(Task statement) Retype every record below exactly as it appears.

(Source information)
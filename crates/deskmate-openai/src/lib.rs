// SPDX-FileCopyrightText: 2026 Deskmate Contributors
// SPDX-License-Identifier: MIT OR Apache-2.0

//! OpenAI provider adapter for the Deskmate employee assistant.
//!
//! This crate implements [`CompletionProvider`] for the OpenAI Chat
//! Completions API, with function calling and JSON response formats.

pub mod client;
pub mod types;

use deskmate_core::DeskmateError;
use tracing::info;

pub use client::OpenAiClient;

/// Builds an [`OpenAiClient`] from an optional configured key.
///
/// # API Key Resolution
/// 1. `config_key` if set and non-empty
/// 2. `OPENAI_API_KEY` environment variable
/// 3. Returns error if neither is available
pub fn provider_from_key(config_key: &Option<String>) -> Result<OpenAiClient, DeskmateError> {
    let api_key = resolve_api_key(config_key)?;
    let client = OpenAiClient::new(api_key)?;
    info!("OpenAI provider initialized");
    Ok(client)
}

/// Resolves the API key from config or environment.
fn resolve_api_key(config_key: &Option<String>) -> Result<String, DeskmateError> {
    match config_key {
        Some(key) if !key.is_empty() => return Ok(key.clone()),
        _ => {}
    }

    std::env::var("OPENAI_API_KEY").map_err(|_| {
        DeskmateError::Config(
            "OpenAI API key not found. Set openai.api_key in config or OPENAI_API_KEY environment variable.".into(),
        )
    })
}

(Result of the task)
filename crates/deskmate-openai/src/lib.rs
// SPDX-FileCopyrightText: 2026 Deskmate Contributors
// SPDX-License-Identifier: MIT OR Apache-2.0

//! OpenAI provider adapter for the Deskmate employee assistant.
//!
//! This crate implements [`CompletionProvider`] for the OpenAI Chat
//! Completions API, with function calling and JSON response formats.

pub mod client;
pub mod types;

use deskmate_core::DeskmateError;
use tracing::info;

pub use client::OpenAiClient;

/// Builds an [`OpenAiClient`] from an optional configured key.
///
/// # API Key Resolution
/// 1. `config_key` if set and non-empty
/// 2. `OPENAI_API_KEY` environment variable
/// 3. Returns error if neither is available
pub fn provider_from_key(config_key: &Option<String>) -> Result<OpenAiClient, DeskmateError> {
    let api_key = resolve_api_key(config_key)?;
    let client = OpenAiClient::new(api_key)?;
    info!("OpenAI provider initialized");
    Ok(client)
}

/// Resolves the API key from config or environment.
fn resolve_api_key(config_key: &Option<String>) -> Result<String, DeskmateError> {
    match config_key {
        Some(key) if !key.is_empty() => return Ok(key.clone()),
        _ => {}
    }

    std::env::var("OPENAI_API_KEY").map_err(|_| {
        DeskmateError::Config(
            "OpenAI API key not found. Set openai.api_key in config or OPENAI_API_KEY environment variable.".into(),
        )
    })
}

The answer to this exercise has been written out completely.